All 4 version are valid, but they exemplify different aspects of a reduction.

By default, the first construct using the reduction clause must be preferred. This is only if some issues are explicitly identified that any of the 3 alternatives might be explored.

Approximation of PI hand-crafting the #pragma omp reduction

int i;
int n = 1000000;
double area = 0;
double h = 1.0 / n;

#pragma omp parallel shared(n, h)
{
  double thread_area = 0;                      // Private / local variable

  #pragma omp for
  for (i = 1; i <= n; i++)
  {
    double x = h * (i - 0.5);
    thread_area += (4.0 / (1.0 + x*x));
  }

  #pragma omp atomic                       // Applies the reduction manually
  area += thread_area;                     // All threads aggregate into area
}
double pi = h * area;

The threads are spawned in the #pragma omp parallel. Each thread will have an independent/private thread_area that stores its partial addition. The following loop is distributed among threads using #pragma omp for. In this loop, each thread calculates its own thread_area and after this loop, the code sequentially aggregates the area atomically through

Approximation of PI using reductions based on #pragma atomic

double area;
double h = 1.0 / n;
#pragma omp parallel for shared(n, h, area) 
for (i = 1; i <= n; i++)
{
  double x = h * (i - 0.5);
  #pragma atomic
  area += (4.0 / (1.0 + x*x));
}
pi = h * area;

In this example, each threads execute a subset of the iteration count and they accumulate atomically into the shared variable area, which ensures that there are no lost updates. We can use the #pragma atomic in here because the given operation (+=) can be done atomically, which simplifies the readability compared to the usage of the #pragma omp critical.

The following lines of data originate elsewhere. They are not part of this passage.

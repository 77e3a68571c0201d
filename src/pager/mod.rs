//! Page cache.
//!
//! The pager sits between the B-tree and the [`DiskManager`](crate::storage::DiskManager).
//! It keeps every touched page resident until the table is closed.
//!
//! # Components
//! - [`Pager`] - The page cache and page-number allocator
//! - [`PagerStats`] - Cache and I/O counters

#[allow(clippy::module_inception)]
mod pager;
mod stats;

pub use pager::Pager;
pub use stats::PagerStats;
//! Error types for tinytable.

use thiserror::Error;

/// Convenient Result type alias.
///
/// Instead of writing `Result<T, Error>` everywhere, we can write `Result<T>`.
pub type Result<T> = std::result::Result<T, Error>;

/// Broad classification of an [`Error`].
///
/// Logical and validation errors are raised before any page is modified, so
/// the table is still usable afterwards. Capacity and I/O errors may leave
/// the in-memory tree partially updated if they strike mid-split.
#[derive(Debug, Clone, Copy, PartialEq, Eq)]
pub enum ErrorKind {
    /// The table ran out of addressable pages.
    Capacity,
    /// Disk failure or a file that is not a valid table.
    Io,
    /// Duplicate key on insert, missing key on delete.
    Logical,
    /// A row field does not fit its fixed-width slot.
    Validation,
}

/// All possible errors in tinytable.
#[derive(Debug, Error)]
pub enum Error {
    /// I/O error from disk operations.
    #[error("I/O error: {0}")]
    Io(#[from] std::io::Error),

    /// The file or a page within it does not have the expected layout.
    #[error("Corrupt table file: {0}")]
    Corrupted(String),

    /// A page number at or beyond the configured capacity was requested.
    #[error("Page {page} is out of bounds (max pages: {max})")]
    PageOutOfBounds { page: u32, max: u32 },

    /// An insert would need more new pages than the table has left.
    #[error("Table full: insert needs up to {needed} new pages, {available} available")]
    TableFull { needed: u32, available: u32 },

    /// A row with this id already exists.
    #[error("Duplicate key {0}")]
    DuplicateKey(u32),

    /// No row with this id exists.
    #[error("Key {0} not found")]
    KeyNotFound(u32),

    /// A string field is longer than its on-disk slot.
    #[error("{field} is {len} bytes long, maximum is {max}")]
    FieldTooLong {
        field: &'static str,
        len: usize,
        max: usize,
    },
}

impl Error {
    /// Classify this error.
    pub fn kind(&self) -> ErrorKind {
        match self {
            Error::Io(_) | Error::Corrupted(_) => ErrorKind::Io,
            Error::PageOutOfBounds { .. } | Error::TableFull { .. } => ErrorKind::Capacity,
            Error::DuplicateKey(_) | Error::KeyNotFound(_) => ErrorKind::Logical,
            Error::FieldTooLong { .. } => ErrorKind::Validation,
        }
    }

    /// Whether the table is guaranteed untouched after this error.
    ///
    /// `TableFull` is checked before a split begins, so it is recoverable
    /// too. `PageOutOfBounds` can only surface mid-operation.
    pub fn is_recoverable(&self) -> bool {
        matches!(self.kind(), ErrorKind::Logical | ErrorKind::Validation)
            || matches!(self, Error::TableFull { .. })
    }

    pub(crate) fn corrupted(msg: impl Into<String>) -> Self {
        Error::Corrupted(msg.into())
    }
}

Approximation of PI using reductions based on #pragma omp critical

double area;
double h = 1.0 / n;
#pragma omp parallel for shared(n, h, area) 
for (i = 1; i <= n; i++)
{
  double x = h * (i - 0.5);
  #pragma omp critical
  {
    area += (4.0 / (1.0 + x*x));
  }
}
double pi = h * area;

In this example, each threads execute a subset of the iteration count and they accumulate atomically into the shared variable area, which ensures that there are no lost updates.

Approximation of PI using #pragma omp reduction clause

int i;
int n = 1000000;
double area = 0;
double h = 1.0 / n;
#pragma omp parallel for shared(n, h) reduction(+:area) 
for (i = 1; i <= n; i++)
{
  double x = h * (i - 0.5);
  area += (4.0 / (1.0 + x*x));
}
pi = h * area;

In this example, each threads execute a subset of the iteration count. Each thread has its local private copy of area and at the end of the parallel region they all apply the addition operation (+) so as to generate the final value for area.